Radiotherapy to the Spine

An oncologist may have advised a course of radiotherapy to the spine as part of your cancer treatment. This is often given to relieve pain or swelling.

This page has been written to give you general information and aims to answer some of the questions often asked by patients and their carers.

We hope you will find this helpful. If you have any further questions relating to your treatment, please do not hesitate to ask your radiographer, nurse or oncologist at the Northern Centre for Cancer Care (NCCC).


The spinal cord and vertebrae

The spinal cord extends from the base of the brain to the small of the back and is protected by the backbone. The backbone is made up of bones called vertebrae. The spine can be divided into four sections.

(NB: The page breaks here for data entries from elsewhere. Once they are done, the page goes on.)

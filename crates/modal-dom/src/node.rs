#![forbid(unsafe_code)]

//! Element nodes stored in a [`Document`](crate::Document) arena.

use ahash::AHashMap;

/// Handle to an element in a document arena.
///
/// Ids are only minted by [`Document::create_element`](crate::Document::create_element)
/// and stay valid for the document's lifetime; a removed element keeps its
/// slot but is no longer reachable from the body.
#[derive(Debug, Clone, Copy, PartialEq, Eq, Hash)]
pub struct NodeId(pub(crate) u32);

impl NodeId {
    /// Raw arena index.
    #[inline]
    pub const fn index(self) -> usize {
        self.0 as usize
    }
}

/// The element vocabulary the host document distinguishes.
///
/// Only the kinds that matter for focus behavior and dialog assembly are
/// modeled; everything else is a [`Container`](Self::Container) or
/// [`Span`](Self::Span).
#[derive(Debug, Clone, Copy, PartialEq, Eq)]
pub enum ElementKind {
    /// Generic block container.
    Container,
    /// Generic inline element (used for the focus-trap sentinels).
    Span,
    /// Section heading, level 1 through 6.
    Heading(u8),
    /// Text paragraph.
    Paragraph,
    /// Dialog surface.
    Dialog,
    /// Push button.
    Button,
    /// Hyperlink.
    Link,
    /// Form input.
    Input,
    /// Selection list.
    Select,
    /// Multi-line text field.
    TextArea,
    /// Disclosure summary.
    Summary,
    /// Audio player.
    Audio,
    /// Video player.
    Video,
    /// Nested browsing frame.
    Frame,
    /// Free-form editable region.
    Editable,
}

/// A single element: kind, attributes, classes, tree links, text, and
/// scroll offsets.
#[derive(Debug, Clone)]
pub struct Element {
    pub(crate) kind: ElementKind,
    pub(crate) attrs: AHashMap<String, String>,
    pub(crate) classes: Vec<String>,
    pub(crate) children: Vec<NodeId>,
    pub(crate) parent: Option<NodeId>,
    pub(crate) text: String,
    pub(crate) tab_index: Option<i32>,
    pub(crate) scroll: (u32, u32),
}

impl Element {
    pub(crate) fn new(kind: ElementKind) -> Self {
        Self {
            kind,
            attrs: AHashMap::new(),
            classes: Vec::new(),
            children: Vec::new(),
            parent: None,
            text: String::new(),
            tab_index: None,
            scroll: (0, 0),
        }
    }

    /// The element's kind.
    #[inline]
    pub fn kind(&self) -> ElementKind {
        self.kind
    }

    /// Explicit tab index, if one was assigned.
    #[inline]
    pub fn tab_index(&self) -> Option<i32> {
        self.tab_index
    }

    /// Whether the element can receive focus without an explicit tab index.
    ///
    /// Disabled controls, links without a destination, and media without
    /// controls are not natively focusable.
    pub fn is_natively_focusable(&self) -> bool {
        let disabled = self.attrs.contains_key("disabled");
        match self.kind {
            ElementKind::Button | ElementKind::Select | ElementKind::TextArea => !disabled,
            ElementKind::Input => !disabled && self.attrs.get("type").map(String::as_str) != Some("hidden"),
            ElementKind::Link => self.attrs.contains_key("href"),
            ElementKind::Audio | ElementKind::Video => self.attrs.contains_key("controls"),
            ElementKind::Frame | ElementKind::Summary | ElementKind::Editable => true,
            _ => false,
        }
    }
}

#[cfg(test)]
mod tests {
    use super::*;

    #[test]
    fn disabled_button_is_not_focusable() {
        let mut el = Element::new(ElementKind::Button);
        assert!(el.is_natively_focusable());
        el.attrs.insert("disabled".into(), String::new());
        assert!(!el.is_natively_focusable());
    }

    #[test]
    fn link_needs_destination() {
        let mut el = Element::new(ElementKind::Link);
        assert!(!el.is_natively_focusable());
        el.attrs.insert("href".into(), "#".into());
        assert!(el.is_natively_focusable());
    }

    #[test]
    fn hidden_input_is_not_focusable() {
        let mut el = Element::new(ElementKind::Input);
        assert!(el.is_natively_focusable());
        el.attrs.insert("type".into(), "hidden".into());
        assert!(!el.is_natively_focusable());
    }

    #[test]
    fn media_needs_controls() {
        let mut el = Element::new(ElementKind::Video);
        assert!(!el.is_natively_focusable());
        el.attrs.insert("controls".into(), String::new());
        assert!(el.is_natively_focusable());
    }

    #[test]
    fn containers_are_inert() {
        assert!(!Element::new(ElementKind::Container).is_natively_focusable());
        assert!(!Element::new(ElementKind::Heading(2)).is_natively_focusable());
        assert!(!Element::new(ElementKind::Dialog).is_natively_focusable());
    }
}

The four sections of the spine are the:

  • cervical spine (neck)
  • thoracic spine (chest)
  • lumbar spine (lower back)
  • sacrum / coccyx (pelvis)

Radiotherapy can be given to any or a combination of these areas. The side effects of treatment may differ according to the area treated and the number of treatments prescribed.

Possible short term (early) side effects 

Early side effects are temporary and affect most patients. The side effects generally develop soon after treatment and can last for several weeks.

Effects on the skin

Towards the end of treatment some patients may experience changes in the skin over the area that has been treated. The skin may
  • Feel tight and uncomfortable
  • Become pink or red
  • Become dry and flaky
  • Itch

Your skin will be monitored by your radiographers during radiotherapy and you will be given advice on skincare.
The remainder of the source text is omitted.